Иногда небожители спускались на землю выпить кофе.
Сейчас мне не ясно что нашел взрослый тридцатилетний мужик в обожании (хоть и умненьких, но совершеннейших) детей.
Вообще не помню о чем говорили. Тогда явно казалось значимым и правильным.
"Ты - дерево, твоя листва в облаках..."
Они всегда отличались от протестной и ясной музыки рок-клуба. Казались сложными и непостижимыми.
Толпа в залах выносила на меня старых и новых знакомых.
Качество звука не интересовало вовсе. Все равно, слова все знают наизусть и песня узнается с первых аккордов.
"Пой, пой, лира..."
В 1994 вышла «Кострома mon amour». Первый пропущенный мной альбом.
"Мы стали респектабельны, мы стали большими..."

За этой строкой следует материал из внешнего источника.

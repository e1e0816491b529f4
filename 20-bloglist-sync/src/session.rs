//! Logged-in user state and the credential the gateway attaches to requests.
//!
//! A [`Session`] is the only holder of the bearer token. Gateways receive it
//! as an `Arc<dyn CredentialProvider>`, so several independent gateways (or
//! tests) can each run against their own session.
//!
//! When a session file is configured the logged-in user is written there as a
//! JSON blob on login, read back once by [`Session::restore`] at startup, and
//! removed on logout.

use std::{
    fs, io,
    path::{Path, PathBuf},
    sync::{PoisonError, RwLock},
};

use serde::{Deserialize, Serialize};
use tracing::{debug, info};

use crate::error::{Error, Result};

/// Supplies the credential value for mutating requests.
pub trait CredentialProvider: Send + Sync {
    /// Bearer token for the `Authorization` header, if logged in.
    fn token(&self) -> Option<String>;
}

/// Body of `POST /api/login`.
#[derive(Debug, Clone, Serialize, Deserialize, PartialEq, Eq)]
pub struct Credentials {
    pub username: String,
    pub password: String,
}

/// What the backend returns on a successful login.
#[derive(Debug, Clone, Serialize, Deserialize, PartialEq, Eq)]
pub struct LoggedUser {
    pub token: String,
    pub id: String,
    pub username: String,
    pub name: String,
}

#[derive(Debug, Default)]
pub struct Session {
    user: RwLock<Option<LoggedUser>>,
    file: Option<PathBuf>,
}

impl Session {
    /// A session that lives only in memory.
    pub fn new() -> Self {
        Self::default()
    }

    /// Loads the session persisted at `path`. A missing file means nobody is
    /// logged in; an unreadable or corrupt file is an error.
    pub fn restore(path: impl Into<PathBuf>) -> Result<Self> {
        let path = path.into();
        let user = match fs::read(&path) {
            Ok(bytes) => {
                let user: LoggedUser =
                    serde_json::from_slice(&bytes).map_err(|source| Error::SessionFormat {
                        path: path.clone(),
                        source,
                    })?;
                info!(username = %user.username, "restored session");
                Some(user)
            }
            Err(err) if err.kind() == io::ErrorKind::NotFound => None,
            Err(source) => return Err(Error::SessionIo { path, source }),
        };

        Ok(Self {
            user: RwLock::new(user),
            file: Some(path),
        })
    }

    pub fn user(&self) -> Option<LoggedUser> {
        self.user
            .read()
            .unwrap_or_else(PoisonError::into_inner)
            .clone()
    }

    pub fn is_logged_in(&self) -> bool {
        self.user
            .read()
            .unwrap_or_else(PoisonError::into_inner)
            .is_some()
    }

    /// Id of the logged-in user, compared against a record's owner.
    pub fn user_id(&self) -> Option<String> {
        self.user
            .read()
            .unwrap_or_else(PoisonError::into_inner)
            .as_ref()
            .map(|user| user.id.clone())
    }

    pub fn set_user(&self, user: LoggedUser) -> Result<()> {
        if let Some(path) = &self.file {
            persist(path, &user)?;
        }
        debug!(username = %user.username, "session started");
        *self.user.write().unwrap_or_else(PoisonError::into_inner) = Some(user);
        Ok(())
    }

    pub fn clear(&self) -> Result<()> {
        *self.user.write().unwrap_or_else(PoisonError::into_inner) = None;
        if let Some(path) = &self.file {
            match fs::remove_file(path) {
                Ok(()) => {}
                Err(err) if err.kind() == io::ErrorKind::NotFound => {}
                Err(source) => {
                    return Err(Error::SessionIo {
                        path: path.clone(),
                        source,
                    });
                }
            }
        }
        debug!("session cleared");
        Ok(())
    }
}

impl CredentialProvider for Session {
    fn token(&self) -> Option<String> {
        self.user
            .read()
            .unwrap_or_else(PoisonError::into_inner)
            .as_ref()
            .map(|user| user.token.clone())
    }
}

fn persist(path: &Path, user: &LoggedUser) -> Result<()> {
    let encoded = serde_json::to_vec_pretty(user).map_err(|source| Error::SessionFormat {
        path: path.to_path_buf(),
        source,
    })?;
    fs::write(path, encoded).map_err(|source| Error::SessionIo {
        path: path.to_path_buf(),
        source,
    })
}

"А вода продолжает течь под мостом Мирабо..."
С балкона в БКЗ исторически не видно. Глуховатый звук там тоже был всегда.
Оркестр Капеллы, детский хор радио-телевидения.
Сказочная музыка. Уместные цитаты из самого себя и классиков.
Зажралась я, однако - концерт показался простым. Тридцать лет назад верещала бы от восторга только от факта, уж не говоря о содержании.
"Поколение дворников и сторожей потеряло друг друга..."
В зале знакомых не нашла. Сделав упреждение на "полысели, растолстели" обнаружила что-то напоминающее кого-то из позапрошлой жизни. Имени не вспомнила.
На сцене знакомых тоже ощутимо поубавилось.
Все, кто были, по-моему сплыли,
А те, кто остался, спят.
Один лишь я
Сижу на этой стене,
Как свойственно мне.
Мне сказали, что к этим винам
Подмешан таинственный яд;
А мне смешно - ну что они смыслят в вине?
И все же, он наш, а мы его.
Наши коды, состоящие из его стихов, альтернативная география: от Кемерово до Катманду.
Лоскутное одеяло "всех наших комнат, квартир и страстей".
И он расскажет тем, кто хочет все знать,
Историю светлых времен.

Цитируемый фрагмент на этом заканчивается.